Elementos: Um prato de barro redondo, sete rodelas grossas de inhame cozido regadas com azeite de dendê, mel e sete pimentas-dedo-de-moça inteiras dispostas em círculo. No centro, coloque uma cebola roxa cortada em cruz, simbolizando a abertura dos caminhos bloqueados.
Firmação: Acenda uma vela preta e vermelha ao lado, entregue o pedido com firmeza e peça que Exu Jibóia desate os nós daquela situação.
Para Proteção de Bens Valiosos (Casa, família ou trabalho)
Local: No canto de trás do terreno ou dentro de casa, próximo à porta de entrada (em local discreto).
Elementos: Uma moranga pequena (tipo cabotiá), aberta na tampa, com as sementes retiradas. Dentro da moranga, coloque farofa de dendê, sete moedas correntes, um bocado de fumo de rolo desfiado e sete cravos-da-india. Feche a moranga com a própria tampa.
Firmação: Peça que ele envolva o lar e os bens com sua força protetora, impedindo que qualquer mal adentre.
Magias para Determinadas Situações
Magia da Renovação e Limpeza de Energias Nocivas
Quando sentir que a vida estagnou e que há cargas pesadas sugando sua vitalidade, acenda uma vela preta e vermelha em um prato branco. Ao redor da vela, faça um círculo com folhas de café e cascas de alho secas. Faça uma prece sincera a Exu Jibóia, pedindo que ele arranque pela raiz tudo o que é falso, rançoso e obsoleto em sua caminhada, permitindo que você mude de pele assim como a serpente. Deixe a vela queimar até o fim e descarte os restos na raiz de uma árvore frondosa.

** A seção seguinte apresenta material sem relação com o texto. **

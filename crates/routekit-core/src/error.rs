//! Error types for RouteKit
//!
//! Two layers:
//!
//! - [`HttpError`] is the wire-level error: status, type identifier, message,
//!   optional field errors and internal details that are only shown in
//!   development mode. Handlers, interceptors and middlewares return it.
//! - [`RoutingError`] is the taxonomy of everything that can go wrong while a
//!   request travels through the pipeline. Every variant funnels into a single
//!   adapter error emission, which converts it with [`RoutingError::into_http_error`].

use http::StatusCode;
use routekit_validate::{FieldError, ValidationError};
use serde::Serialize;
use std::fmt;
use thiserror::Error;

/// Result type alias for RouteKit operations
pub type Result<T, E = RoutingError> = std::result::Result<T, E>;

/// Standard HTTP error type
///
/// Provides structured error responses following a consistent JSON format.
#[derive(Debug, Clone)]
pub struct HttpError {
    /// HTTP status code
    pub status: StatusCode,
    /// Error type identifier
    pub error_type: String,
    /// Human-readable error message
    pub message: String,
    /// Optional field-level validation errors
    pub fields: Option<Vec<FieldError>>,
    /// Internal details (hidden outside development mode)
    pub(crate) internal: Option<String>,
}

impl HttpError {
    /// Create a new HTTP error
    pub fn new(status: StatusCode, error_type: impl Into<String>, message: impl Into<String>) -> Self {
        Self {
            status,
            error_type: error_type.into(),
            message: message.into(),
            fields: None,
            internal: None,
        }
    }

    /// Create a validation error with field details
    pub fn validation(message: impl Into<String>, fields: Vec<FieldError>) -> Self {
        Self {
            status: StatusCode::BAD_REQUEST,
            error_type: "validation_error".to_string(),
            message: message.into(),
            fields: Some(fields),
            internal: None,
        }
    }

    /// Create a 400 Bad Request error
    pub fn bad_request(message: impl Into<String>) -> Self {
        Self::new(StatusCode::BAD_REQUEST, "bad_request", message)
    }

    /// Create a 401 Unauthorized error
    pub fn unauthorized(message: impl Into<String>) -> Self {
        Self::new(StatusCode::UNAUTHORIZED, "unauthorized", message)
    }

    /// Create a 403 Forbidden error
    pub fn forbidden(message: impl Into<String>) -> Self {
        Self::new(StatusCode::FORBIDDEN, "forbidden", message)
    }

    /// Create a 404 Not Found error
    pub fn not_found(message: impl Into<String>) -> Self {
        Self::new(StatusCode::NOT_FOUND, "not_found", message)
    }

    /// Create a 409 Conflict error
    pub fn conflict(message: impl Into<String>) -> Self {
        Self::new(StatusCode::CONFLICT, "conflict", message)
    }

    /// Create a 413 Payload Too Large error
    pub fn payload_too_large(message: impl Into<String>) -> Self {
        Self::new(StatusCode::PAYLOAD_TOO_LARGE, "payload_too_large", message)
    }

    /// Create a 500 Internal Server Error
    pub fn internal(message: impl Into<String>) -> Self {
        Self::new(StatusCode::INTERNAL_SERVER_ERROR, "internal_error", message)
    }

    /// Add internal details (for logging, hidden from response in production)
    pub fn with_internal(mut self, details: impl Into<String>) -> Self {
        self.internal = Some(details.into());
        self
    }

    /// Internal details, if any
    pub fn internal_details(&self) -> Option<&str> {
        self.internal.as_deref()
    }

    /// Serialize the error envelope.
    ///
    /// Internal details are only included when `development` is set.
    pub fn to_json(&self, development: bool) -> serde_json::Value {
        let envelope = ErrorResponse {
            error: ErrorBody {
                error_type: &self.error_type,
                message: &self.message,
                fields: self.fields.as_deref(),
                details: if development { self.internal.as_deref() } else { None },
            },
        };
        serde_json::to_value(envelope).unwrap_or_else(|_| {
            serde_json::json!({"error": {"type": "internal_error", "message": "Failed to serialize error"}})
        })
    }

    /// Plain-text representation of the error.
    pub fn to_text(&self, development: bool) -> String {
        match (&self.internal, development) {
            (Some(details), true) => format!("{}\n{}", self.message, details),
            _ => self.message.clone(),
        }
    }
}

impl fmt::Display for HttpError {
    fn fmt(&self, f: &mut fmt::Formatter<'_>) -> fmt::Result {
        write!(f, "{}: {}", self.error_type, self.message)
    }
}

impl std::error::Error for HttpError {}

#[derive(Serialize)]
struct ErrorResponse<'a> {
    error: ErrorBody<'a>,
}

#[derive(Serialize)]
struct ErrorBody<'a> {
    #[serde(rename = "type")]
    error_type: &'a str,
    message: &'a str,
    #[serde(skip_serializing_if = "Option::is_none")]
    fields: Option<&'a [FieldError]>,
    #[serde(skip_serializing_if = "Option::is_none")]
    details: Option<&'a str>,
}

// Conversion from common error types
impl From<serde_json::Error> for HttpError {
    fn from(err: serde_json::Error) -> Self {
        HttpError::bad_request(format!("Invalid JSON: {}", err))
    }
}

impl From<std::io::Error> for HttpError {
    fn from(err: std::io::Error) -> Self {
        HttpError::internal("I/O error").with_internal(err.to_string())
    }
}

impl From<hyper::Error> for HttpError {
    fn from(err: hyper::Error) -> Self {
        HttpError::internal("HTTP error").with_internal(err.to_string())
    }
}

impl From<ValidationError> for HttpError {
    fn from(err: ValidationError) -> Self {
        HttpError::validation(err.message, err.fields)
    }
}

/// Every failure the routing pipeline can produce.
#[derive(Debug, Error)]
pub enum RoutingError {
    /// Misconfiguration detected while serving a request (never retried)
    #[error("configuration error: {0}")]
    Configuration(String),

    /// A required named parameter resolved to nothing
    #[error("parameter '{param}' is required for request on {action}")]
    ParamRequired { param: String, action: String },

    /// A required body was absent or empty
    #[error("request body is required for request on {action}")]
    BodyRequired { action: String },

    /// A `parse` parameter carried text that is not JSON
    #[error("parameter '{param}' is invalid: value {value} can not be parsed as JSON")]
    InvalidJson { param: String, value: String },

    /// A value could not be coerced into the declared target type
    #[error("parameter '{param}' is invalid: value {value} can not be parsed into {expected}")]
    InvalidParam {
        param: String,
        value: String,
        expected: &'static str,
    },

    /// A request value does not have the shape of the declared object type
    #[error("parameter '{param}' is invalid: value can not be converted into {target}: {message}")]
    InvalidObject {
        param: String,
        target: String,
        message: String,
    },

    /// A result could not be converted into its plain form
    #[error("parameter '{param}' can not be converted into {target}: {message}")]
    Transform {
        param: String,
        target: String,
        message: String,
    },

    /// The adapter failed to read a value from the request
    #[error("failed to read parameter '{param}': {message}")]
    Extraction { param: String, message: String },

    /// The converted value violated its declared constraints
    #[error(transparent)]
    Validation(ValidationError),

    /// The authorization checker refused a request that required no roles
    #[error("Authorization is required for request on {method} {path}")]
    AuthorizationRequired { method: String, path: String },

    /// The authorization checker refused a request that required roles
    #[error("Access is denied for request on {method} {path}")]
    AccessDenied { method: String, path: String },

    /// The action method failed
    #[error("{0}")]
    Handler(HttpError),

    /// An interceptor failed; the partially transformed result is discarded
    #[error("{0}")]
    Interceptor(HttpError),

    /// A middleware failed
    #[error("{0}")]
    Middleware(HttpError),

    /// The action produced no result and no status was declared for that case
    #[error("Not Found")]
    NotFound,
}

impl RoutingError {
    /// Create a configuration error
    pub fn configuration(message: impl Into<String>) -> Self {
        Self::Configuration(message.into())
    }

    /// HTTP status this error is emitted with
    pub fn status(&self) -> StatusCode {
        match self {
            Self::Configuration(_) | Self::Transform { .. } => StatusCode::INTERNAL_SERVER_ERROR,
            Self::ParamRequired { .. }
            | Self::BodyRequired { .. }
            | Self::InvalidJson { .. }
            | Self::InvalidParam { .. }
            | Self::InvalidObject { .. }
            | Self::Extraction { .. }
            | Self::Validation(_) => StatusCode::BAD_REQUEST,
            Self::AuthorizationRequired { .. } => StatusCode::UNAUTHORIZED,
            Self::AccessDenied { .. } => StatusCode::FORBIDDEN,
            Self::Handler(e) | Self::Interceptor(e) | Self::Middleware(e) => e.status,
            Self::NotFound => StatusCode::NOT_FOUND,
        }
    }

    /// Whether the error was caused by client input (4xx)
    pub fn is_client_error(&self) -> bool {
        self.status().is_client_error()
    }

    /// Convert into the wire-level error.
    pub fn into_http_error(self) -> HttpError {
        let status = self.status();
        match self {
            Self::Handler(e) | Self::Interceptor(e) | Self::Middleware(e) => e,
            Self::Validation(e) => {
                let message = match &e.target {
                    Some(target) => format!(
                        "Invalid value for parameter '{}', check 'fields' for more info",
                        target
                    ),
                    None => e.message.clone(),
                };
                HttpError::validation(message, e.fields)
            }
            Self::Configuration(message) => {
                HttpError::internal("Internal server error").with_internal(message)
            }
            Self::Transform { .. } => {
                let message = self.to_string();
                HttpError::internal("Internal server error").with_internal(message)
            }
            other => {
                let error_type = match &other {
                    Self::ParamRequired { .. } | Self::BodyRequired { .. } => "param_required",
                    Self::InvalidJson { .. } => "invalid_json",
                    Self::InvalidParam { .. } | Self::InvalidObject { .. } | Self::Extraction { .. } => {
                        "invalid_param"
                    }
                    Self::AuthorizationRequired { .. } => "authorization_required",
                    Self::AccessDenied { .. } => "access_denied",
                    _ => "not_found",
                };
                HttpError::new(status, error_type, other.to_string())
            }
        }
    }
}

impl From<HttpError> for RoutingError {
    fn from(err: HttpError) -> Self {
        RoutingError::Handler(err)
    }
}

impl From<ValidationError> for RoutingError {
    fn from(err: ValidationError) -> Self {
        RoutingError::Validation(err)
    }
}

#[cfg(test)]
mod tests {
    use super::*;

    #[test]
    fn client_input_errors_are_bad_requests() {
        let err = RoutingError::ParamRequired {
            param: "id".into(),
            action: "GET /users/:id".into(),
        };
        assert_eq!(err.status(), StatusCode::BAD_REQUEST);
        assert!(err.is_client_error());

        let http = err.into_http_error();
        assert_eq!(http.error_type, "param_required");
        assert!(http.message.contains("'id'"));
    }

    #[test]
    fn authorization_variants_have_distinct_statuses() {
        let required = RoutingError::AuthorizationRequired {
            method: "GET".into(),
            path: "/admin".into(),
        };
        let denied = RoutingError::AccessDenied {
            method: "GET".into(),
            path: "/admin".into(),
        };
        assert_eq!(required.status(), StatusCode::UNAUTHORIZED);
        assert_eq!(denied.status(), StatusCode::FORBIDDEN);
        assert_eq!(
            denied.to_string(),
            "Access is denied for request on GET /admin"
        );
    }

    #[test]
    fn handler_errors_keep_their_status() {
        let err = RoutingError::Handler(HttpError::conflict("taken"));
        assert_eq!(err.status(), StatusCode::CONFLICT);
        assert_eq!(err.into_http_error().message, "taken");
    }

    #[test]
    fn configuration_details_only_in_development() {
        let http = RoutingError::configuration("no authorization checker").into_http_error();
        assert_eq!(http.status, StatusCode::INTERNAL_SERVER_ERROR);

        let prod = http.to_json(false);
        assert!(prod["error"].get("details").is_none());

        let dev = http.to_json(true);
        assert_eq!(dev["error"]["details"], "no authorization checker");
        assert!(http.to_text(true).contains("no authorization checker"));
        assert!(!http.to_text(false).contains("no authorization checker"));
    }

    #[test]
    fn validation_error_carries_fields() {
        let err: RoutingError = ValidationError::field("email", "email", "bad email")
            .for_target("user")
            .into();
        let http = err.into_http_error();
        assert_eq!(http.error_type, "validation_error");
        assert_eq!(http.fields.as_ref().map(Vec::len), Some(1));
        assert!(http.message.contains("'user'"));
    }

    #[test]
    fn request_shape_errors_are_client_errors() {
        let request = RoutingError::InvalidObject {
            param: "body".into(),
            target: "NewUser".into(),
            message: "missing field `name`".into(),
        };
        assert_eq!(request.status(), StatusCode::BAD_REQUEST);
        let http = request.into_http_error();
        assert_eq!(http.error_type, "invalid_param");
        assert!(http.message.contains("missing field `name`"));

        let response = RoutingError::Transform {
            param: "result".into(),
            target: "User".into(),
            message: "invalid type".into(),
        };
        assert_eq!(response.status(), StatusCode::INTERNAL_SERVER_ERROR);
    }
}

Magia para Revelar a Verdade Oculta
Se estiver lidando com falsidades ou pessoas que escondem suas reais intenções ao seu redor, pegue um pedaço de papel pardo e escreva a lápis o nome da situação ou a dúvida que consome sua mente. Dobre o papel três vezes, coloque-o dentro de um copo de vidro limpo e adicione água e sal grosso até a metade. Cubra o copo com um pires e acenda uma vela vermelha em cima do pires. Peça a Exu Jibóia que ilumine as trevas da mentira e traga a verdade à luz. Deixe por três dias, depois despache a água em água corrente e jogue o papel no lixo fora de casa.
Laroiê Exu Jibóia! Exu Jibóia é Mojubá!